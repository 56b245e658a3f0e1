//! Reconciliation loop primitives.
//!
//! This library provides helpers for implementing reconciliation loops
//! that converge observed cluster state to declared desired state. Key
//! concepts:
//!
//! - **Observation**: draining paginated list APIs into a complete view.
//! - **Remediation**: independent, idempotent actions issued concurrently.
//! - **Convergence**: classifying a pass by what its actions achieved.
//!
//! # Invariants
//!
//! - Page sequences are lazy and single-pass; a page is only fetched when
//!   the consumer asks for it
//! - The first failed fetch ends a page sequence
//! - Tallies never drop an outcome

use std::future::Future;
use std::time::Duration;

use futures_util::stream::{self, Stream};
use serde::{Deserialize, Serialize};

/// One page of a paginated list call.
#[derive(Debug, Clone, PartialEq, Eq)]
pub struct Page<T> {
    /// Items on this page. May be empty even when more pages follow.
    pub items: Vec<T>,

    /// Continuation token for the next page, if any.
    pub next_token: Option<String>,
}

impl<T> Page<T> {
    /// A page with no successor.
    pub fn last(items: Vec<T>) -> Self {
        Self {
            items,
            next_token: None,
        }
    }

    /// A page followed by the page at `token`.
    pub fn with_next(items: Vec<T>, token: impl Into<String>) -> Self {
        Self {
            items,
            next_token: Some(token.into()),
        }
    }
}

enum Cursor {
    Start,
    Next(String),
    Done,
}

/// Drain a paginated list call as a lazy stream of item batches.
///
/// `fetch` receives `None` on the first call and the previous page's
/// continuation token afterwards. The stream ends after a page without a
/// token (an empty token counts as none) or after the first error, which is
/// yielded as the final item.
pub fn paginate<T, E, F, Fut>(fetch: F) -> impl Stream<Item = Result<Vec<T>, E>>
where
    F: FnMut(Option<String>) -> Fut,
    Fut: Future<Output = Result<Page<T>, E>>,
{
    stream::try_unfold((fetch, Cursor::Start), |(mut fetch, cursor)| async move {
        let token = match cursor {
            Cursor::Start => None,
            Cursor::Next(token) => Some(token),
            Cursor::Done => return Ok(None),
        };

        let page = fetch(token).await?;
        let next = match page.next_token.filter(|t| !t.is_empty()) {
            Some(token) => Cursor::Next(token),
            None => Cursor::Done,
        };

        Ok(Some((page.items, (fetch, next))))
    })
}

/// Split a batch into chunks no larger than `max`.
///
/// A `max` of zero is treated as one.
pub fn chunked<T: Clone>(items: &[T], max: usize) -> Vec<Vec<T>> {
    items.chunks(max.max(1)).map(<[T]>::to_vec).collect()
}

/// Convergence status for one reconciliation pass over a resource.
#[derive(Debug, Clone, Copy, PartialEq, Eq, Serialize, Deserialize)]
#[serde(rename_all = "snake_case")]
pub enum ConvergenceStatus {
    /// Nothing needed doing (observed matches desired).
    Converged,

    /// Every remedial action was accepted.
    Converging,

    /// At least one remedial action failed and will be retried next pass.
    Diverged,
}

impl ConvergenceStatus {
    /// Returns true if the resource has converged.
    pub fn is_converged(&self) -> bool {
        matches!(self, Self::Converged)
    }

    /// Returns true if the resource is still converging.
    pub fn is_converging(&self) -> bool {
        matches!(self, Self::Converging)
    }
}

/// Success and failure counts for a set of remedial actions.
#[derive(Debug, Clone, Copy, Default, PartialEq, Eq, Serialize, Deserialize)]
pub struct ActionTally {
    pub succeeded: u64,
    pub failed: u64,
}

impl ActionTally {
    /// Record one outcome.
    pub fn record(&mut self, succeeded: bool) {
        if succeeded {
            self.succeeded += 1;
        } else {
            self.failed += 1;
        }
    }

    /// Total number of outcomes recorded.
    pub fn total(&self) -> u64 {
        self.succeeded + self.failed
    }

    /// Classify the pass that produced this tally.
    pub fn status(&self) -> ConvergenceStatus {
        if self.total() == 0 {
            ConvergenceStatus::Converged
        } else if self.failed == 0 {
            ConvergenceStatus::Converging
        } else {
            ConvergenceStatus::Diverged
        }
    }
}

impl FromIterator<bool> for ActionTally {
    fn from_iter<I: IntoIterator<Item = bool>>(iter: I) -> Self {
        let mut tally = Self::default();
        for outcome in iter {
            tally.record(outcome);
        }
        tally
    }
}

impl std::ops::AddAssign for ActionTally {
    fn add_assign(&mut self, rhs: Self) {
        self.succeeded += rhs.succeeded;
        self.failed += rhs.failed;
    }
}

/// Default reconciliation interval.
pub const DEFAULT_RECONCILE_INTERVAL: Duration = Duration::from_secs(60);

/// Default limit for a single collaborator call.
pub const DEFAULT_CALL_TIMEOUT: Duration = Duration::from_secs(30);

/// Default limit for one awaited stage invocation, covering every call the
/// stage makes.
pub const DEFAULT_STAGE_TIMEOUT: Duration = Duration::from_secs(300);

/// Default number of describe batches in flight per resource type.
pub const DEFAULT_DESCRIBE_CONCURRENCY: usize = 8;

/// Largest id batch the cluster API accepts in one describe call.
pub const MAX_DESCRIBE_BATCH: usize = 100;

--------------------------------------------------

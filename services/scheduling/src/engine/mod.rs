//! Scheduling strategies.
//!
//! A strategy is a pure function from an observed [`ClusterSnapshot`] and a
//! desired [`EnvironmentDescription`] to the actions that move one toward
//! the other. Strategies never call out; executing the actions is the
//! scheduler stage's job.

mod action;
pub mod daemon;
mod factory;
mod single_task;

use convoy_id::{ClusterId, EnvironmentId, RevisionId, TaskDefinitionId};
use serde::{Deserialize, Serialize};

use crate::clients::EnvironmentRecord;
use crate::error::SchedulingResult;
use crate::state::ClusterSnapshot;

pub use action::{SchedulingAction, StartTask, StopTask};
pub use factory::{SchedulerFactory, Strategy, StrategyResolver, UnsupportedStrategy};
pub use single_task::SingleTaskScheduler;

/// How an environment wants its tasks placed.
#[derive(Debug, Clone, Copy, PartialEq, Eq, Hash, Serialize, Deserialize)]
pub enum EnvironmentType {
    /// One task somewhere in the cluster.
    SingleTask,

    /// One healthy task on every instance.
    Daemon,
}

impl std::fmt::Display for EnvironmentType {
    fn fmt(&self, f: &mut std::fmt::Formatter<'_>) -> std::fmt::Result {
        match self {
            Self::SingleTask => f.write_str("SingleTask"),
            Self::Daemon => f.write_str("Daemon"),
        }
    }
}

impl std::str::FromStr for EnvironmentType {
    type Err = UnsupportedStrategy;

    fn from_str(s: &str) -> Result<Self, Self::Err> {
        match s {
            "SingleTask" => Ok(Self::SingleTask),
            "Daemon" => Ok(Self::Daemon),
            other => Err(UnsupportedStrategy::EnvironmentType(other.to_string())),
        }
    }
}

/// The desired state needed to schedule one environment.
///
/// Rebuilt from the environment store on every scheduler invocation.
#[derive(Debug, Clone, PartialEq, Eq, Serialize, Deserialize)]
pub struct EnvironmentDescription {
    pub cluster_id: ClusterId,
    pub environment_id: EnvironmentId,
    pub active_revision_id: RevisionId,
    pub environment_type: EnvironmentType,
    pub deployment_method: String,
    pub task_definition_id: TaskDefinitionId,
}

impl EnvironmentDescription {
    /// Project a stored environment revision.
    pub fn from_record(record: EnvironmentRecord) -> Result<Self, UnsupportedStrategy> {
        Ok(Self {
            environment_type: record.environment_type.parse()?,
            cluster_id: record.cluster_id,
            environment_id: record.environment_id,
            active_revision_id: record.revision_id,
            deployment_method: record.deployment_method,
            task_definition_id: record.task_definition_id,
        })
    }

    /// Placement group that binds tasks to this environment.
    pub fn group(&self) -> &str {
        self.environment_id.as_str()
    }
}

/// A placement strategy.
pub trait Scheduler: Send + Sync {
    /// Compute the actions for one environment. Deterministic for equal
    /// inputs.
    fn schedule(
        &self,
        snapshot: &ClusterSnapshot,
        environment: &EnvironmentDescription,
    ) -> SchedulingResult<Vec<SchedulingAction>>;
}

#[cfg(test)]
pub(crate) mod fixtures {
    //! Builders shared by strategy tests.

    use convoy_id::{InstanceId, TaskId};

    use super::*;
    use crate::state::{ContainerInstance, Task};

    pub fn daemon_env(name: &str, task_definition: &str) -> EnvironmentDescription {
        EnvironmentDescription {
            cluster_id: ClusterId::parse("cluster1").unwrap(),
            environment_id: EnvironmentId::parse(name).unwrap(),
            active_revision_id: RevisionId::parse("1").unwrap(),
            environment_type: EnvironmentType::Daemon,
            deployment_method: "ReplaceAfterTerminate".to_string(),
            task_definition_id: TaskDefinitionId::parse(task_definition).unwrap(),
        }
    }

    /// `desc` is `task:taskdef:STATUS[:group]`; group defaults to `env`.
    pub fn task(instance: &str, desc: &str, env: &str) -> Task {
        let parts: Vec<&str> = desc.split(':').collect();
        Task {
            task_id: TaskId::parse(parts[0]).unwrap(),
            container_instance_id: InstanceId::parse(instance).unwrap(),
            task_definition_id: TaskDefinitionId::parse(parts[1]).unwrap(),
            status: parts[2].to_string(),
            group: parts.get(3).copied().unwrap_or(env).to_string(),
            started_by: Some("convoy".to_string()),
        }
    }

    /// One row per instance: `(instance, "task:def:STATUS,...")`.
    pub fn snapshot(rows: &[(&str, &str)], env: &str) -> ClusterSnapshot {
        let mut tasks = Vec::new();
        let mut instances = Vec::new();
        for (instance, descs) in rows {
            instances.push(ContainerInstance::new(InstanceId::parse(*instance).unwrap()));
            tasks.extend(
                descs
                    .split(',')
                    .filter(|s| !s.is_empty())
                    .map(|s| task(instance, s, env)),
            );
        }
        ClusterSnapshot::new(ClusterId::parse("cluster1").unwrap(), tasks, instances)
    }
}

--------------------------------------------------

**WHAT IS NEEDED**
Check each line of the records above, and copy those that hold the word "when".

**SOLUTION TO THIS TASK**
//! - Page sequences are lazy and single-pass; a page is only fetched when
    /// Items on this page. May be empty even when more pages follow.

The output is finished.